Ich bin sonst nämlich wirklich nicht der Typ, der sich für seine Nachbarn interessiert. Ich bin eben kein Herr Krause, der sich ein Kissen auf sein Fensterbrett legt, um sich beim Glotzen besser mit den Ellenbogen abstützen zu können. Und ich bin keine Frau Meier, welche immer penibel darauf achtet, dass die Haustür abends angeschlossen wird und das Treppenhaus immer sauber ist. Ich bin einfach nur Cosimo. Der freundliche Nachbar, der immer alle Pakete annimmt. Schuld eigen, würde meine Mutter sagen. „Du bist ja auch immer zu hause.“ Und irgendwie hat sie ja recht damit. Ich bin immer zuhause und das wissen die Paketboten mittlerweile auch. Ich muss zum Arbeiten halt nicht vor die Tür und das kommt mir sehr gelegen. Keine nervigen Kollegen und keine seltsamen Begegnungen im Treppenhaus mit Frau Müller, die einem sofort neugierig über die Schulter sieht, wenn man den Briefkasten lehrt. Naja, ab und an eben doch, weil ich ja immerhin ab und an mal einkaufen muss und die Versanddienstleister verhältnismäßig teuer finde. Ich bin jedenfalls selbst schuld an der Sache mit den Paketboten. Außerdem wohne ich im Erdgeschoss und es scheinen immer nur Leute etwas zu bestellen, die ganz oben wohnen. Da hat der Paketbote natürlich keine Lust hoch zu latschen. Also wird lieber gleich bei mir geklingelt. Die denken sich: „Der ist ja eh da. Die da oben nicht. Und ich hab auch keine Lust auf Treppensteigen.“ Faules Pack. Denken die, ich höre nicht, dass die nur bei mir klingeln?
Letztens erst, da klingelte wieder einmal so ein Paketbote. Selbstverständlich direkt bei mir. Warum auch nicht.
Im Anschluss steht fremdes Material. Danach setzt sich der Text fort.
//! Build stream events from object snapshots
//!
//! Snapshots are converted to their wire payload by a [`StixConverter`]
//! before diffing. Objects the converter does not export never produce an
//! event.

use serde_json::Value;
use std::sync::Arc;

use crate::models::{
    Actor, Commit, DeleteContext, EventKind, MergeContext, PatchContext, StreamEvent,
};
use crate::{Error, Result};

/// Converts stored objects to their wire payload
pub trait StixConverter: Send + Sync {
    fn convert(&self, instance: &Value) -> Value;

    /// Whether changes to this object belong on the stream at all
    fn is_exportable(&self, instance: &Value) -> bool;
}

/// Entity types that stay platform-internal
pub const INTERNAL_ENTITY_TYPES: &[&str] = &[
    "Settings",
    "User",
    "Group",
    "Role",
    "Capability",
    "Connector",
    "Work",
    "Workspace",
    "Notification",
];

/// Pass-through converter for objects that are already JSON payloads
///
/// Drops fields prefixed with `i_` (denormalized indexing helpers) and treats
/// every object with an `id` and a non-internal `entity_type` as exportable.
#[derive(Debug, Clone)]
pub struct JsonConverter {
    internal_types: Vec<String>,
}

impl JsonConverter {
    #[must_use]
    pub fn new() -> Self {
        Self::with_internal_types(INTERNAL_ENTITY_TYPES.iter().map(|t| (*t).to_string()))
    }

    pub fn with_internal_types(types: impl IntoIterator<Item = String>) -> Self {
        Self {
            internal_types: types.into_iter().collect(),
        }
    }
}

impl Default for JsonConverter {
    fn default() -> Self {
        Self::new()
    }
}

impl StixConverter for JsonConverter {
    fn convert(&self, instance: &Value) -> Value {
        match instance {
            Value::Object(map) => Value::Object(
                map.iter()
                    .filter(|(k, _)| !k.starts_with("i_"))
                    .map(|(k, v)| (k.clone(), v.clone()))
                    .collect(),
            ),
            other => other.clone(),
        }
    }

    fn is_exportable(&self, instance: &Value) -> bool {
        let has_id = instance.get("id").and_then(Value::as_str).is_some();
        let internal = instance
            .get("entity_type")
            .and_then(Value::as_str)
            .is_some_and(|t| self.internal_types.iter().any(|i| i == t));
        has_id && !internal
    }
}

/// Side effects of a merge that consumers need to replay it
#[derive(Debug, Clone, Default)]
pub struct MergeImpacts {
    /// Relations re-pointed to the merge target
    pub updated_relations: Vec<String>,
    /// Objects deleted because they depended on a source
    pub dependency_deletions: Vec<Value>,
}

fn is_modified_touch(patch: &json_patch::Patch) -> Result<bool> {
    if patch.0.len() != 1 {
        return Ok(false);
    }
    let op = serde_json::to_value(&patch.0[0])?;
    Ok(op.get("path").and_then(Value::as_str) == Some("/modified"))
}

/// Build an update event from two wire payloads
///
/// Fails with `Unsupported` when nothing changed or when the only change is
/// the `modified` timestamp.
pub fn build_update_event(
    actor: &Actor,
    previous: &Value,
    current: &Value,
    message: &str,
    commit: Option<Commit>,
) -> Result<StreamEvent> {
    let patch = json_patch::diff(previous, current);
    let reverse_patch = json_patch::diff(current, previous);
    if patch.0.is_empty() || reverse_patch.0.is_empty() {
        return Err(Error::Unsupported(
            "Update event must contain a valid previous patch".to_string(),
        ));
    }
    if is_modified_touch(&patch)? {
        return Err(Error::Unsupported(
            "Update event must contain more operations than just the modified timestamp".to_string(),
        ));
    }
    Ok(StreamEvent::new(
        EventKind::Update {
            commit,
            context: PatchContext {
                patch,
                reverse_patch,
            },
        },
        message,
        actor.origin.clone(),
        current.clone(),
    ))
}

#[derive(Clone)]
pub struct EventBuilder {
    converter: Arc<dyn StixConverter>,
}

impl std::fmt::Debug for EventBuilder {
    fn fmt(&self, f: &mut std::fmt::Formatter<'_>) -> std::fmt::Result {
        f.debug_struct("EventBuilder").finish_non_exhaustive()
    }
}

impl Default for EventBuilder {
    fn default() -> Self {
        Self::new(Arc::new(JsonConverter::new()))
    }
}

impl EventBuilder {
    #[must_use]
    pub fn new(converter: Arc<dyn StixConverter>) -> Self {
        Self { converter }
    }

    #[must_use]
    pub fn converter(&self) -> &dyn StixConverter {
        self.converter.as_ref()
    }

    pub fn create_event(&self, actor: &Actor, instance: &Value, message: &str) -> Option<StreamEvent> {
        if !self.converter.is_exportable(instance) {
            return None;
        }
        Some(StreamEvent::new(
            EventKind::Create,
            message,
            actor.origin.clone(),
            self.converter.convert(instance),
        ))
    }

    /// Create event for a relationship; `without_message` writes `-`
    pub fn create_relation_event(
        &self,
        actor: &Actor,
        instance: &Value,
        without_message: bool,
    ) -> Option<StreamEvent> {
        let message = if without_message {
            "-".to_string()
        } else {
            generate_create_message(instance)
        };
        self.create_event(actor, instance, &message)
    }

    pub fn update_event(
        &self,
        actor: &Actor,
        previous: &Value,
        instance: &Value,
        message: &str,
        commit: Option<Commit>,
    ) -> Result<Option<StreamEvent>> {
        if !self.converter.is_exportable(instance) {
            return Ok(None);
        }
        let previous = self.converter.convert(previous);
        let current = self.converter.convert(instance);
        build_update_event(actor, &previous, &current, message, commit).map(Some)
    }

    pub fn merge_event(
        &self,
        actor: &Actor,
        previous: &Value,
        merged: &Value,
        sources: &[Value],
        impacts: &MergeImpacts,
    ) -> Option<StreamEvent> {
        if !self.converter.is_exportable(merged) {
            return None;
        }
        let previous_wire = self.converter.convert(previous);
        let current_wire = self.converter.convert(merged);
        let context = MergeContext {
            patch: json_patch::diff(&previous_wire, &current_wire),
            reverse_patch: json_patch::diff(&current_wire, &previous_wire),
            sources: sources.iter().map(|s| self.converter.convert(s)).collect(),
            deletions: impacts
                .dependency_deletions
                .iter()
                .map(|d| self.converter.convert(d))
                .collect(),
            shifts: impacts.updated_relations.clone(),
        };
        Some(StreamEvent::new(
            EventKind::Merge(context),
            generate_merge_message(merged, sources),
            actor.origin.clone(),
            current_wire,
        ))
    }

    pub fn delete_event(
        &self,
        actor: &Actor,
        instance: &Value,
        message: &str,
        deletions: &[Value],
    ) -> Option<StreamEvent> {
        if !self.converter.is_exportable(instance) {
            return None;
        }
        let context = DeleteContext {
            deletions: deletions.iter().map(|d| self.converter.convert(d)).collect(),
        };
        Some(StreamEvent::new(
            EventKind::Delete(context),
            message,
            actor.origin.clone(),
            self.converter.convert(instance),
        ))
    }
}

fn entity_type(instance: &Value) -> &str {
    instance
        .get("entity_type")
        .or_else(|| instance.get("type"))
        .and_then(Value::as_str)
        .unwrap_or("object")
}

/// Best human label of an object
fn representative(instance: &Value) -> &str {
    ["name", "value", "observable_value", "attribute_abstract", "id"]
        .iter()
        .find_map(|field| instance.get(*field).and_then(Value::as_str))
        .unwrap_or("unknown")
}

#[must_use]
pub fn generate_create_message(instance: &Value) -> String {
    match instance.get("relationship_type").and_then(Value::as_str) {
        Some(relationship) => {
            let from = instance.get("from").map_or("unknown", representative);
            let to = instance.get("to").map_or("unknown", representative);
            format!("creates the relation {relationship} from `{from}` to `{to}`")
        }
        None => format!("creates a {} `{}`", entity_type(instance), representative(instance)),
    }
}

#[must_use]
pub fn generate_delete_message(instance: &Value) -> String {
    match instance.get("relationship_type").and_then(Value::as_str) {
        Some(relationship) => {
            let from = instance.get("from").map_or("unknown", representative);
            let to = instance.get("to").map_or("unknown", representative);
            format!("deletes the relation {relationship} from `{from}` to `{to}`")
        }
        None => format!("deletes a {} `{}`", entity_type(instance), representative(instance)),
    }
}

#[must_use]
pub fn generate_merge_message(target: &Value, sources: &[Value]) -> String {
    let names: Vec<&str> = sources.iter().map(representative).collect();
    format!(
        "merges {} `{}` in `{}`",
        entity_type(target),
        names.join(", "),
        representative(target)
    )
}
Ich öffnete die Tür und der ausländische Paketmann fragte: „Können annehmen für oben?“ Ich antwortete etwas genervt, da ich von ihm beim Tippen gestört worden war: „Haben sie oben überhaupt geklingelt?“, und er antwortete erbost: „Immer ich klingeln! Ich nicht so einer der nicht tun.“ Ich hatte den Mann wohl auf dem falschen Fuß erwischt, also sagte ich: „Das glaub ich Ihnen ja. Ich wollte Ihnen nicht auf die Füße treten.“ Raten sie was er antwortete. Na los, raten sie schon! Sie kommen schon drauf. Richtig. Er erwiderte doch tatsächlich: „Nein, nein! Keine Füße.“ Ich musste mir wirklich das Lachen verkneifen. Zumindest erklärte das, warum die Paketboten nie oben bei meinen Nachbar klingelten, obwohl diese offensichtlich zuhause waren. Ich nahm ihm das Päckchen ab, unterschrieb und wünschte dem eher unfreundlichen Mann noch einen angenehmen Tag. Wenn ich mit Menschen umgehen musste, dann wollte ich wenigstens freundlich sein.
Ich habe nämlich die Erfahrung gemacht, dass der Umgang mit ihnen sehr viel leichter damit wird. Zumindest meistens. Trotzdem konnte ich mit Menschen nicht viel anfangen. Sie stressten mich schon mit ihrer bloßen Existenz. Ich konnte mit ihnen umgehen, ja, aber ich fühlte mich durch sie gestresst und gelegentlich auch bedroht, obwohl sie nur fies guckten. Dass das nicht normal ist, ist mir ja klar, doch so war es halt schon immer.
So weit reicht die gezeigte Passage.